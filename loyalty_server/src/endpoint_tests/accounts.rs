use actix_web::{http::StatusCode, test::TestRequest};
use loyalty_engine::{db_types::NewUser, LedgerStore};
use serde_json::json;

use super::{
    helpers::{get, post_json, TestServer},
    mocks::offline_authority,
};
use crate::{
    auth::{hash_password, TokenIssuer, SESSION_COOKIE},
    config::AuthConfig,
};

fn credentials(login: &str, password: &str) -> serde_json::Value {
    json!({ "login": login, "password": password })
}

fn session_cookie(headers: &actix_web::http::header::HeaderMap) -> Option<String> {
    headers
        .get_all("set-cookie")
        .filter_map(|v| v.to_str().ok())
        .find(|v| v.starts_with(&format!("{SESSION_COOKIE}=")))
        .map(|v| v.to_string())
}

#[actix_web::test]
async fn health_check() {
    let server = TestServer::new(offline_authority());
    let res = server.call(TestRequest::get().uri("/health")).await;
    assert_eq!(res.status, StatusCode::OK);
}

#[actix_web::test]
async fn register_starts_a_session() {
    let _ = env_logger::try_init().ok();
    let server = TestServer::new(offline_authority());
    let res = server.call(post_json("/api/user/register", "", credentials("alice", "s3cret"))).await;
    assert_eq!(res.status, StatusCode::OK);
    let cookie = session_cookie(&res.headers).expect("No session cookie");
    assert!(cookie.contains("HttpOnly"));
    let bearer = res.headers.get("authorization").and_then(|v| v.to_str().ok()).unwrap();
    assert!(bearer.starts_with("Bearer "));

    let account = server.ledger.fetch_user_by_login("alice").await.unwrap().unwrap();
    assert!(account.password_hash.starts_with("$argon2"));
    assert!(!account.password_hash.contains("s3cret"));
    let claims = server.issuer.validate(&bearer["Bearer ".len()..]).unwrap();
    assert_eq!(claims.user_id(), account.id);
}

#[actix_web::test]
async fn register_twice_is_a_conflict() {
    let _ = env_logger::try_init().ok();
    let server = TestServer::new(offline_authority());
    let res = server.call(post_json("/api/user/register", "", credentials("bob", "pw"))).await;
    assert_eq!(res.status, StatusCode::OK);
    let res = server.call(post_json("/api/user/register", "", credentials("bob", "other"))).await;
    assert_eq!(res.status, StatusCode::CONFLICT);
    assert_eq!(res.json(), json!({ "error": "The login 'bob' is already taken" }));
}

#[actix_web::test]
async fn register_rejects_bad_bodies() {
    let server = TestServer::new(offline_authority());
    let res = server.call(post_json("/api/user/register", "", credentials("", "pw"))).await;
    assert_eq!(res.status, StatusCode::BAD_REQUEST);
    let res = server.call(post_json("/api/user/register", "", credentials("carol", ""))).await;
    assert_eq!(res.status, StatusCode::BAD_REQUEST);
    let res = server.call(post_json("/api/user/register", "", json!({ "login": "carol" }))).await;
    assert_eq!(res.status, StatusCode::BAD_REQUEST);
    assert!(res.json()["error"].as_str().unwrap().starts_with("Could not read request body"));
}

#[actix_web::test]
async fn login() {
    let _ = env_logger::try_init().ok();
    let server = TestServer::new(offline_authority());
    let hash = hash_password("letmein").unwrap();
    server.ledger.create_user(NewUser::new("dave".to_string(), hash)).await.unwrap();

    let res = server.call(post_json("/api/user/login", "", credentials("dave", "letmein"))).await;
    assert_eq!(res.status, StatusCode::OK);
    assert!(session_cookie(&res.headers).is_some());

    let res = server.call(post_json("/api/user/login", "", credentials("dave", "wrong"))).await;
    assert_eq!(res.status, StatusCode::UNAUTHORIZED);
    assert!(session_cookie(&res.headers).is_none());

    let res = server.call(post_json("/api/user/login", "", credentials("nobody", "letmein"))).await;
    assert_eq!(res.status, StatusCode::UNAUTHORIZED);
    assert_eq!(res.json(), json!({ "error": "Authentication Error. Invalid login or password" }));
}

#[actix_web::test]
async fn protected_routes_need_a_session() {
    let server = TestServer::new(offline_authority());
    for path in ["/api/user/orders", "/api/user/balance", "/api/user/withdrawals"] {
        let res = server.call(TestRequest::get().uri(path)).await;
        assert_eq!(res.status, StatusCode::UNAUTHORIZED, "{path}");
        let res = server.call(get(path, "not.a.token")).await;
        assert_eq!(res.status, StatusCode::UNAUTHORIZED, "{path}");
    }
}

#[actix_web::test]
async fn tokens_from_another_secret_are_rejected() {
    let server = TestServer::new(offline_authority());
    let (account, _) = server.user_with_balance("erin", 0).await;
    let forger = TokenIssuer::new(&AuthConfig::new("guessed-secret", std::time::Duration::from_secs(3600)));
    let token = forger.issue_token(&account).unwrap();
    let res = server.call(get("/api/user/balance", &token)).await;
    assert_eq!(res.status, StatusCode::UNAUTHORIZED);
}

__PROBLEM STATEMENT__:
Your task is to gather all lines from the entries above that hold the word "TestRequest".

__SOLVED PROBLEM__:
use actix_web::{http::StatusCode, test::TestRequest};
    let res = server.call(TestRequest::get().uri("/health")).await;
        let res = server.call(TestRequest::get().uri(path)).await;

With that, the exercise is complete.